A new study published in JAMA Network Open reveals that diagnostic interviews, the standard method for diagnosing mental health conditions, vary significantly in reliability depending on the disorder. Researchers found that these interviews, often considered the gold standard, fall short of providing a definitive benchmark for excellent validity and reliability, according to lead author Laura Duncan, a psychiatry professor at McMaster University.
The study reviewed test-retest reliability data from February 2024 to September 2025, using Cohen's kappa coefficient to measure consistency. Substance use disorders, particularly opioid use disorder, showed the highest reliability, largely because their criteria are behavior-based. For example, patients can more accurately report how many drinks they had in a week than the number of days they felt sad or anxious.
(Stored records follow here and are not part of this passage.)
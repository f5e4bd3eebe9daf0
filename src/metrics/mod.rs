//! Metric data model: series identity, scraped input, extracted points and
//! adjusted output.

pub mod extract;
pub mod series;
pub mod types;

pub use extract::{extract_batch, extract_point, ExtractError, Extracted, ExtractedPoint};
pub use series::{LabelSet, SeriesKey, TargetKey};
pub use types::{
    AdjustedBatch, AdjustedPoint, AdjustmentOutcome, BatchReport, HistogramPayload, MetricKind,
    PointValue, Quantile, RawPoint, SamplePayload, ScrapeBatch, ScrapedMetric, ScrapedSample,
    SummaryPayload, Timestamp,
};
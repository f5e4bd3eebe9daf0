//! Per-series state machine: UNSEEN, ESTABLISHED, RESET_PENDING, TRACKED.
//!
//! [`step`] takes the cached state of one series (if any), the new raw point
//! and the batch's start time candidate, and returns the start time to emit
//! together with the state change to commit. It never touches the cache
//! itself; the caller runs it under the series' lock.

use crate::adjuster::cache::{SeriesPhase, SeriesState};
use crate::adjuster::start_time::BatchStart;
use crate::metrics::{AdjustmentOutcome, RawPoint, Timestamp};
use std::time::SystemTime;

/// Knobs the state machine needs from the adjuster settings
#[derive(Debug, Clone, Copy)]
pub(crate) struct StepContext {
    pub batch_start: BatchStart,
    pub use_created_timestamp: bool,
    pub allow_cumulative_resets: bool,
    pub now: SystemTime,
}

/// Start time to emit for one point
#[derive(Debug, Clone, Copy, PartialEq, Eq)]
pub(crate) struct Step {
    pub start: Timestamp,
    pub outcome: AdjustmentOutcome,
}

impl Step {
    fn new(start: Timestamp, outcome: AdjustmentOutcome) -> Self {
        Self { start, outcome }
    }
}

/// A start time never lies after the point it applies to.
fn clamp(start: Timestamp, point: &RawPoint) -> Timestamp {
    start.min(point.timestamp)
}

/// Start time for a series seen for the first time, or `None` when the
/// batch has nothing to establish it with.
fn establishing_start(point: &RawPoint, ctx: &StepContext) -> Option<Timestamp> {
    if ctx.use_created_timestamp {
        if let Some(created) = point.created.filter(|c| *c <= point.timestamp) {
            return Some(created);
        }
    }
    match ctx.batch_start {
        BatchStart::FirstPoint => Some(point.timestamp),
        BatchStart::Resolved { start, .. } => Some(clamp(start, point)),
        BatchStart::Unresolved => None,
    }
}

/// UNSEEN -> ESTABLISHED, or pass-through when no start time is available.
fn establish(point: &RawPoint, ctx: &StepContext) -> (Step, Option<SeriesState>) {
    match establishing_start(point, ctx) {
        Some(start) => (
            Step::new(start, AdjustmentOutcome::Established),
            Some(SeriesState {
                start,
                previous: point.clone(),
                reference_start: ctx.batch_start.resolved(),
                phase: SeriesPhase::Established,
                last_seen: ctx.now,
            }),
        ),
        None => (pass_through(point), None),
    }
}

fn pass_through(point: &RawPoint) -> Step {
    Step::new(point.start_timestamp, AdjustmentOutcome::PassThrough)
}

/// Advances one cumulative series by one point.
pub(crate) fn step(
    state: Option<&mut SeriesState>,
    point: &RawPoint,
    ctx: &StepContext,
) -> (Step, Option<SeriesState>) {
    let state = match state {
        None => return establish(point, ctx),
        // Same name and labels but a different kind: a different series.
        Some(state) if state.previous.value.kind() != point.value.kind() => {
            return establish(point, ctx)
        }
        Some(state) => state,
    };

    // Nothing to adjust with this cycle; the cached state stays as it was.
    if matches!(ctx.batch_start, BatchStart::Unresolved) {
        return (pass_through(point), None);
    }

    if point.timestamp < state.previous.timestamp {
        return (Step::new(clamp(state.start, point), AdjustmentOutcome::OutOfOrder), None);
    }

    if point.no_recorded_value {
        state.last_seen = ctx.now;
        return (Step::new(clamp(state.start, point), AdjustmentOutcome::Stale), None);
    }

    // RESET_PENDING: decided and resolved right here.
    let reset = point.value.is_resettable() && point.value.is_reset_from(&state.previous.value);

    let (start, outcome) = match ctx.batch_start {
        BatchStart::Unresolved => return (pass_through(point), None),
        BatchStart::FirstPoint if reset => (point.timestamp, AdjustmentOutcome::Reset),
        BatchStart::FirstPoint => (state.start, AdjustmentOutcome::Tracked),
        BatchStart::Resolved { start, .. } if !ctx.allow_cumulative_resets => {
            (clamp(start, point), AdjustmentOutcome::Tracked)
        }
        BatchStart::Resolved { .. } if reset => (point.timestamp, AdjustmentOutcome::Reset),
        BatchStart::Resolved { start, .. } if state.reference_start != Some(start) => {
            (clamp(start, point), AdjustmentOutcome::Restarted)
        }
        BatchStart::Resolved { .. } => (clamp(state.start, point), AdjustmentOutcome::Tracked),
    };

    state.start = start;
    state.previous = point.clone();
    state.reference_start = ctx.batch_start.resolved();
    state.last_seen = ctx.now;
    state.phase = match outcome {
        AdjustmentOutcome::Reset => SeriesPhase::Established,
        _ => SeriesPhase::Tracked,
    };

    (Step::new(start, outcome), None)
}
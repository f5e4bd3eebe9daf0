//! prom-sidecar - start time and reset adjustment for scraped Prometheus metrics.
//!
//! Prometheus counters, histograms and summaries are cumulative but the text
//! exposition format carries no start time. Exporters downstream need one,
//! and need to know when a counter restarted. This crate keeps per-series
//! state across scrapes and attaches a consistent start timestamp to every
//! cumulative point.
//!
//! # Features
//!
//! - **Start time metric mode**: the whole scrape of a target takes its start
//!   time from `process_start_time_seconds` (or a configured pattern), with a
//!   fallback when the metric is missing
//! - **Initial point mode**: each series starts at its first observed point
//! - **Reset detection**: a drop in a cumulative value re-establishes the start
//! - **Bounded memory**: idle series are garbage collected
//!
//! # Architecture
//!
//! - `receiver`: Prometheus text exposition parsing
//! - `metrics`: series identity, scraped and adjusted point types, extraction
//! - `adjuster`: start time resolution, reset state machine, series cache, GC
//! - `pipeline`: per-target workers feeding an async sink
//! - `core`: configuration and errors
//! - `cli`: command-line interface
//!
//! # Example
//!
//! ```no_run
//! use prom_sidecar::adjuster::Adjuster;
//! use prom_sidecar::core::Config;
//! use prom_sidecar::metrics::Timestamp;
//! use prom_sidecar::receiver::parse_exposition;
//!
//! fn main() -> Result<(), Box<dyn std::error::Error>> {
//!     let adjuster = Adjuster::from_config(&Config::default())?;
//!     let body = "# TYPE requests_total counter\nrequests_total 42\n";
//!     let batch = parse_exposition(body, "api", "10.0.0.1:8080", Timestamp::now())?;
//!     for point in adjuster.adjust(&batch).points {
//!         println!("{} starts at {}", point.series, point.start_timestamp);
//!     }
//!     Ok(())
//! }
//! ```

#![warn(clippy::all)]
#![allow(clippy::module_name_repetitions)]
#![allow(clippy::must_use_candidate)]

pub mod adjuster;
pub mod cli;
pub mod core;
pub mod metrics;
pub mod pipeline;
pub mod receiver;

// Re-export core types for convenience
pub use crate::adjuster::Adjuster;
pub use crate::core::{Config, Result, SidecarError};
pub use crate::pipeline::{AdjustedSink, ChannelSink, ScrapePipeline};
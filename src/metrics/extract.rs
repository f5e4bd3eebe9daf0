//! Point extraction: scraped samples into typed [`RawPoint`]s.
//!
//! Pure transform. A sample whose payload does not fit its declared kind, or
//! lacks a field its kind requires, yields an [`ExtractError`] for that one
//! sample; the rest of the batch is unaffected. Callers decide how to log.

use crate::metrics::series::{SeriesKey, TargetKey};
use crate::metrics::types::{
    HistogramPayload, MetricKind, PointValue, RawPoint, SamplePayload, ScrapeBatch, ScrapedSample,
    SummaryPayload, Timestamp,
};
use thiserror::Error;

/// Why a sample could not become a point
#[derive(Error, Debug, Clone, PartialEq)]
pub enum ExtractError {
    #[error("metric '{metric}' is declared {declared} but carries a {found} payload")]
    TypeMismatch {
        metric: String,
        declared: &'static str,
        found: &'static str,
    },

    #[error("metric '{metric}' has a malformed point: {reason}")]
    Malformed { metric: String, reason: String },
}

impl ExtractError {
    fn malformed(metric: &str, reason: impl Into<String>) -> Self {
        Self::Malformed {
            metric: metric.to_string(),
            reason: reason.into(),
        }
    }

    /// Metric the failing sample belonged to
    pub fn metric(&self) -> &str {
        match self {
            Self::TypeMismatch { metric, .. } | Self::Malformed { metric, .. } => metric,
        }
    }
}

/// A point together with the series it belongs to
#[derive(Debug, Clone, PartialEq)]
pub struct ExtractedPoint {
    pub series: SeriesKey,
    pub point: RawPoint,
}

/// Result of extracting a whole batch
#[derive(Debug, Default)]
pub struct Extracted {
    pub points: Vec<ExtractedPoint>,
    pub errors: Vec<ExtractError>,
}

/// Extracts every sample of a batch, in batch order.
pub fn extract_batch(batch: &ScrapeBatch) -> Extracted {
    let target = TargetKey::new(batch.job.as_str(), batch.instance.as_str());
    let mut extracted = Extracted {
        points: Vec::with_capacity(batch.sample_count()),
        errors: Vec::new(),
    };

    for metric in &batch.metrics {
        for sample in &metric.samples {
            match extract_point(&metric.name, metric.kind, sample, batch.scrape_time) {
                Ok(point) => extracted.points.push(ExtractedPoint {
                    series: SeriesKey::new(target.clone(), metric.name.as_str(), sample.labels.clone()),
                    point,
                }),
                Err(e) => extracted.errors.push(e),
            }
        }
    }

    extracted
}

/// Extracts one sample. The scrape time stands in for a missing sample
/// timestamp.
pub fn extract_point(
    metric: &str,
    kind: MetricKind,
    sample: &ScrapedSample,
    scrape_time: Timestamp,
) -> Result<RawPoint, ExtractError> {
    let timestamp = sample.timestamp.unwrap_or(scrape_time);

    let value = match (&sample.payload, sample.no_recorded_value) {
        (None, true) => stale_value(kind),
        (None, false) => return Err(ExtractError::malformed(metric, "sample has no value")),
        (Some(payload), _) => typed_value(metric, kind, payload, sample.no_recorded_value)?,
    };

    Ok(RawPoint {
        timestamp,
        start_timestamp: timestamp,
        created: sample.created,
        value,
        no_recorded_value: sample.no_recorded_value,
    })
}

fn typed_value(
    metric: &str,
    kind: MetricKind,
    payload: &SamplePayload,
    no_recorded_value: bool,
) -> Result<PointValue, ExtractError> {
    match (kind, payload) {
        (MetricKind::Sum { monotonic }, SamplePayload::Number(value)) => {
            if value.is_nan() && !no_recorded_value {
                return Err(ExtractError::malformed(metric, "counter value is NaN"));
            }
            Ok(PointValue::Sum {
                value: *value,
                monotonic,
            })
        }
        (MetricKind::Gauge, SamplePayload::Number(value)) => Ok(PointValue::Gauge { value: *value }),
        (MetricKind::Histogram, SamplePayload::Histogram(h)) => histogram_value(metric, h),
        (MetricKind::Summary, SamplePayload::Summary(s)) => summary_value(metric, s),
        (declared, found) => Err(ExtractError::TypeMismatch {
            metric: metric.to_string(),
            declared: declared.as_str(),
            found: found.as_str(),
        }),
    }
}

fn histogram_value(metric: &str, h: &HistogramPayload) -> Result<PointValue, ExtractError> {
    let sum = h
        .sum
        .ok_or_else(|| ExtractError::malformed(metric, "histogram has no sum"))?;

    if !h.bucket_counts.is_empty() && h.bucket_counts.len() != h.bounds.len() + 1 {
        return Err(ExtractError::malformed(
            metric,
            format!(
                "histogram has {} bucket counts for {} bounds",
                h.bucket_counts.len(),
                h.bounds.len()
            ),
        ));
    }

    if h.bounds.windows(2).any(|w| !(w[0] < w[1])) {
        return Err(ExtractError::malformed(metric, "histogram bounds are not strictly increasing"));
    }

    let count = match (h.count, h.bucket_counts.is_empty()) {
        (Some(count), _) => count,
        (None, false) => h
            .bucket_counts
            .iter()
            .try_fold(0u64, |total, c| total.checked_add(*c))
            .ok_or_else(|| ExtractError::malformed(metric, "histogram bucket counts overflow"))?,
        (None, true) => {
            return Err(ExtractError::malformed(metric, "histogram has neither buckets nor count"))
        }
    };

    Ok(PointValue::Histogram {
        count,
        sum,
        bucket_counts: h.bucket_counts.clone(),
        bounds: h.bounds.clone(),
    })
}

fn summary_value(metric: &str, s: &SummaryPayload) -> Result<PointValue, ExtractError> {
    let count = s
        .count
        .ok_or_else(|| ExtractError::malformed(metric, "summary has no count"))?;
    let sum = s
        .sum
        .ok_or_else(|| ExtractError::malformed(metric, "summary has no sum"))?;

    Ok(PointValue::Summary {
        count,
        sum,
        quantiles: s.quantiles.clone(),
    })
}

/// Placeholder value for a staleness marker; never compared against.
fn stale_value(kind: MetricKind) -> PointValue {
    match kind {
        MetricKind::Sum { monotonic } => PointValue::Sum {
            value: f64::NAN,
            monotonic,
        },
        MetricKind::Gauge => PointValue::Gauge { value: f64::NAN },
        MetricKind::Histogram => PointValue::Histogram {
            count: 0,
            sum: f64::NAN,
            bucket_counts: Vec::new(),
            bounds: Vec::new(),
        },
        MetricKind::Summary => PointValue::Summary {
            count: 0,
            sum: f64::NAN,
            quantiles: Vec::new(),
        },
    }
}
//! Command-line interface for the sidecar.
//!
//! Replays Prometheus exposition files as consecutive scrapes of a single
//! target through the adjustment pipeline and prints the adjusted points.

use crate::adjuster::{spawn_gc, Adjuster};
use crate::core::{AdjustmentMode, Config, ConfigBuilder, LoggingConfig, Result, SidecarError};
use crate::metrics::{AdjustedBatch, AdjustedPoint, PointValue, Timestamp};
use crate::pipeline::{ChannelSink, ScrapePipeline};
use crate::receiver::load_scrape;
use clap::{Parser, ValueEnum};
use std::io::Write;
use std::path::PathBuf;
use std::sync::Arc;
use std::time::Duration;

/// Prometheus start time and reset adjustment, replayed from exposition files
#[derive(Parser, Debug)]
#[command(name = "prom-sidecar")]
#[command(version, about, long_about = None)]
pub struct Cli {
    /// Exposition files, one scrape each, in scrape order
    pub files: Vec<PathBuf>,

    /// Configuration file path (default: ~/.config/prom-sidecar/config.yaml)
    #[arg(short, long, env = "PROM_SIDECAR_CONFIG")]
    pub config: Option<PathBuf>,

    /// Job label of the replayed target
    #[arg(long, env = "PROM_SIDECAR_JOB", default_value = "replay")]
    pub job: String,

    /// Instance label of the replayed target
    #[arg(long, env = "PROM_SIDECAR_INSTANCE", default_value = "localhost:9090")]
    pub instance: String,

    /// Seconds between consecutive replayed scrapes
    #[arg(long, default_value_t = 60)]
    pub interval_secs: u64,

    /// Override the configured adjustment mode
    #[arg(long, value_enum)]
    pub mode: Option<ModeArg>,

    /// Output format
    #[arg(long, value_enum, default_value_t = OutputFormat::Json)]
    pub format: OutputFormat,

    /// Print adjuster statistics to stderr when done
    #[arg(long)]
    pub stats: bool,

    /// Enable debug logging
    #[arg(short, long, env = "PROM_SIDECAR_DEBUG")]
    pub debug: bool,

    /// Validate configuration and exit
    #[arg(long)]
    pub check_config: bool,
}

/// Adjustment mode as given on the command line
#[derive(Debug, Clone, Copy, PartialEq, Eq, ValueEnum)]
pub enum ModeArg {
    StartTimeMetric,
    InitialPoint,
}

impl From<ModeArg> for AdjustmentMode {
    fn from(mode: ModeArg) -> Self {
        match mode {
            ModeArg::StartTimeMetric => AdjustmentMode::StartTimeMetric,
            ModeArg::InitialPoint => AdjustmentMode::InitialPoint,
        }
    }
}

/// How adjusted points are printed
#[derive(Debug, Clone, Copy, PartialEq, Eq, ValueEnum)]
pub enum OutputFormat {
    /// One JSON object per point
    Json,
    /// One human-readable line per point
    Text,
}

impl Cli {
    /// Parse command-line arguments.
    pub fn parse_args() -> Self {
        Cli::parse()
    }

    /// Load configuration with proper precedence:
    /// 1. CLI arguments (highest priority)
    /// 2. Environment variables
    /// 3. Config file
    /// 4. Defaults (lowest priority)
    pub async fn load_config(&self) -> Result<Config> {
        let mut builder = ConfigBuilder::new();

        let config_path = if let Some(path) = &self.config {
            path.clone()
        } else {
            let default_path = dirs::config_dir()
                .map(|d| d.join("prom-sidecar").join("config.yaml"))
                .unwrap_or_else(|| PathBuf::from("~/.config/prom-sidecar/config.yaml"));

            if default_path.exists() {
                default_path
            } else {
                return self.build_config_from_args(builder);
            }
        };

        match tokio::fs::read_to_string(&config_path).await {
            Ok(content) => {
                builder = builder.from_yaml(&content)?;
            }
            Err(e) if self.config.is_some() => {
                return Err(SidecarError::config(format!(
                    "Failed to read config file {:?}: {}",
                    config_path, e
                )));
            }
            Err(_) => {}
        }

        self.build_config_from_args(builder)
    }

    fn build_config_from_args(&self, mut builder: ConfigBuilder) -> Result<Config> {
        if let Some(mode) = self.mode {
            builder = builder.mode(mode.into());
        }
        builder.debug(self.debug).build()
    }

    /// Initialize logging. `--debug` wins over `PROM_SIDECAR_LOG_LEVEL`,
    /// which wins over the configured level.
    pub fn init_logging(&self, logging: &LoggingConfig) -> Result<()> {
        use tracing_subscriber::{layer::SubscriberExt, util::SubscriberInitExt, EnvFilter};

        let env_log_level = std::env::var("PROM_SIDECAR_LOG_LEVEL")
            .unwrap_or_else(|_| logging.level.as_str().to_string());
        let log_level = if self.debug {
            "debug"
        } else {
            env_log_level.as_str()
        };

        let filter = EnvFilter::try_from_default_env().unwrap_or_else(|_| EnvFilter::new(log_level));

        // Logs go to stderr; stdout carries the adjusted points
        let fmt_layer = if logging.structured {
            tracing_subscriber::fmt::layer()
                .with_writer(std::io::stderr)
                .with_target(true)
                .with_thread_ids(true)
                .with_line_number(true)
                .compact()
        } else {
            tracing_subscriber::fmt::layer()
                .with_writer(std::io::stderr)
                .with_target(false)
                .with_thread_ids(false)
                .with_line_number(false)
                .compact()
        };

        tracing_subscriber::registry()
            .with(filter)
            .with(fmt_layer)
            .try_init()
            .map_err(|e| SidecarError::config(format!("Failed to initialize logging: {}", e)))?;

        Ok(())
    }
}

/// Execute the sidecar replay.
pub async fn execute(cli: Cli) -> Result<()> {
    let config = cli.load_config().await?;
    cli.init_logging(&config.logging)?;

    if cli.check_config {
        config.validate()?;
        println!("Configuration is valid!");
        println!("  Mode: {:?}", config.adjuster.mode);
        println!("  Start time metric: {}", config.adjuster.start_time_metric_regex);
        println!(
            "  Fallback: {} ({:?})",
            config.adjuster.use_collector_start_time_fallback, config.adjuster.fallback_scope
        );
        println!("  GC sweep interval: {:?}", config.gc.sweep_interval);
        println!("  GC retention: {:?}", config.gc.retention);
        return Ok(());
    }

    if cli.files.is_empty() {
        return Err(SidecarError::config("no exposition files given"));
    }

    let adjuster = Arc::new(Adjuster::from_config(&config)?);
    let gc = spawn_gc(Arc::clone(&adjuster), config.gc.sweep_interval);

    let (sink, mut rx) = ChannelSink::new(config.pipeline.channel_capacity);
    let pipeline = ScrapePipeline::new(Arc::clone(&adjuster), Arc::new(sink), &config.pipeline);

    let format = cli.format;
    let printer = tokio::spawn(async move {
        let stdout = std::io::stdout();
        while let Some(batch) = rx.recv().await {
            print_batch(&mut stdout.lock(), &batch, format)?;
        }
        Ok::<(), SidecarError>(())
    });

    tracing::info!(
        files = cli.files.len(),
        job = %cli.job,
        instance = %cli.instance,
        "Replaying scrapes"
    );

    tokio::select! {
        result = replay(&cli, &pipeline) => {
            if let Err(e) = result {
                tracing::error!("Replay failed: {}", e);
                pipeline.abort().await?;
                gc.shutdown().await?;
                return Err(e);
            }
            pipeline.shutdown().await?;
        }
        _ = tokio::signal::ctrl_c() => {
            tracing::info!("Received shutdown signal, stopping...");
            pipeline.abort().await?;
        }
    }

    // Dropping the pipeline closes the sink channel
    drop(pipeline);
    printer.await??;
    gc.shutdown().await?;

    if cli.stats {
        let snapshot = adjuster.stats().snapshot();
        eprintln!("{}", serde_json::to_string_pretty(&snapshot)?);
    }

    Ok(())
}

/// Feeds every file through the pipeline, one scrape interval apart
async fn replay(cli: &Cli, pipeline: &ScrapePipeline) -> Result<()> {
    let start = Timestamp::now();
    let interval = Duration::from_secs(cli.interval_secs);

    for (i, path) in cli.files.iter().enumerate() {
        let offset = interval.saturating_mul(u32::try_from(i).unwrap_or(u32::MAX));
        let batch = load_scrape(path, &cli.job, &cli.instance, start.saturating_add(offset)).await?;
        pipeline.submit(batch).await?;
    }
    Ok(())
}

fn print_batch(out: &mut impl Write, batch: &AdjustedBatch, format: OutputFormat) -> Result<()> {
    for point in &batch.points {
        match format {
            OutputFormat::Json => writeln!(out, "{}", serde_json::to_string(point)?)?,
            OutputFormat::Text => writeln!(out, "{}", render_point(point))?,
        }
    }
    Ok(())
}

fn render_point(point: &AdjustedPoint) -> String {
    format!(
        "{} start={} ts={} {} ({:?})",
        point.series,
        point.start_timestamp.to_rfc3339(),
        point.timestamp.to_rfc3339(),
        render_value(&point.value),
        point.outcome
    )
}

fn render_value(value: &PointValue) -> String {
    match value {
        PointValue::Sum { value, .. } | PointValue::Gauge { value } => format!("value={}", value),
        PointValue::Histogram { count, sum, .. } | PointValue::Summary { count, sum, .. } => {
            format!("count={} sum={}", count, sum)
        }
    }
}
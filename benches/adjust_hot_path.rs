//! Adjustment hot path benchmarks.
//!
//! Every scrape of every target goes through extraction, start time
//! resolution and one cache update per cumulative series.

use criterion::{black_box, criterion_group, criterion_main, BenchmarkId, Criterion, Throughput};
use prom_sidecar::adjuster::Adjuster;
use prom_sidecar::core::AdjusterSettings;
use prom_sidecar::metrics::{
    HistogramPayload, LabelSet, MetricKind, SamplePayload, ScrapeBatch, ScrapedMetric,
    ScrapedSample, Timestamp,
};
use prom_sidecar::receiver::parse_exposition;
use std::fmt::Write;

fn scrape(series: usize, ts: Timestamp, step: u64) -> ScrapeBatch {
    let mut counter = ScrapedMetric::new("http_requests_total", MetricKind::Sum { monotonic: true });
    let mut histogram = ScrapedMetric::new("http_request_duration_seconds", MetricKind::Histogram);
    for i in 0..series {
        let labels = LabelSet::new([("path", format!("/api/{}", i)), ("code", "200".to_string())]);
        #[allow(clippy::cast_precision_loss)]
        counter.samples.push(ScrapedSample::new(
            labels.clone(),
            SamplePayload::Number((step * 10 + i as u64) as f64),
        ));
        histogram.samples.push(ScrapedSample::new(
            labels,
            SamplePayload::Histogram(HistogramPayload {
                count: None,
                sum: Some(1.5),
                bucket_counts: vec![step, step, 1, 0],
                bounds: vec![0.1, 0.5, 1.0],
            }),
        ));
    }
    ScrapeBatch::new("api", "10.0.0.1:8080", ts)
        .with_metric(ScrapedMetric::new("process_start_time_seconds", MetricKind::Gauge).with_sample(
            ScrapedSample::new(LabelSet::empty(), SamplePayload::Number(1_000.0)),
        ))
        .with_metric(counter)
        .with_metric(histogram)
}

/// Steady-state adjustment of already tracked series
fn bench_adjust_tracked(c: &mut Criterion) {
    let mut group = c.benchmark_group("adjust_tracked");

    for series in [10usize, 100, 1_000] {
        group.throughput(Throughput::Elements((series * 2) as u64));
        group.bench_with_input(BenchmarkId::from_parameter(series), &series, |b, &series| {
            let adjuster = Adjuster::new(AdjusterSettings::start_time_metric());
            adjuster.adjust(&scrape(series, Timestamp::from_secs(2_000), 1));
            let batch = scrape(series, Timestamp::from_secs(2_060), 2);
            b.iter(|| black_box(adjuster.adjust(black_box(&batch))));
        });
    }

    group.finish();
}

/// First sight of every series, including cache inserts
fn bench_adjust_cold(c: &mut Criterion) {
    let mut group = c.benchmark_group("adjust_cold");
    let batch = scrape(100, Timestamp::from_secs(2_000), 1);

    group.bench_function("initial_point_100", |b| {
        b.iter(|| {
            let adjuster = Adjuster::new(AdjusterSettings::initial_point());
            black_box(adjuster.adjust(black_box(&batch)))
        });
    });

    group.finish();
}

fn bench_parse_exposition(c: &mut Criterion) {
    let mut group = c.benchmark_group("parse_exposition");

    let mut body = String::from("# TYPE http_requests_total counter\n");
    for i in 0..500 {
        let _ = writeln!(body, "http_requests_total{{path=\"/api/{}\",code=\"200\"}} {}", i, i * 3);
    }
    body.push_str("# TYPE rpc_seconds histogram\n");
    for le in ["0.1", "0.5", "1", "+Inf"] {
        let _ = writeln!(body, "rpc_seconds_bucket{{le=\"{}\"}} 10", le);
    }
    body.push_str("rpc_seconds_sum 4.2\nrpc_seconds_count 10\n");

    group.throughput(Throughput::Bytes(body.len() as u64));
    group.bench_function("counters_500", |b| {
        b.iter(|| {
            parse_exposition(black_box(&body), "api", "0", Timestamp::from_secs(1)).unwrap()
        });
    });

    group.finish();
}

criterion_group!(benches, bench_adjust_tracked, bench_adjust_cold, bench_parse_exposition);
criterion_main!(benches);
Dr. Michael First, a psychiatrist at Columbia University and author of the Structured Clinical Interview for DSM-5, criticized the study for not differentiating between fully structured and semi-structured interviews. Fully structured interviews yield more consistent results but lack flexibility, while semi-structured interviews allow clinicians to ask follow-up questions for greater accuracy but may produce more variable results. Duncan acknowledged the limitation, noting that the necessary data to compare interview formats is often unavailable.
Despite decades of hope for objective laboratory tests for mental conditions, none have materialized. Duncan suggested a future shift toward viewing symptoms on a spectrum rather than strict diagnostic categories.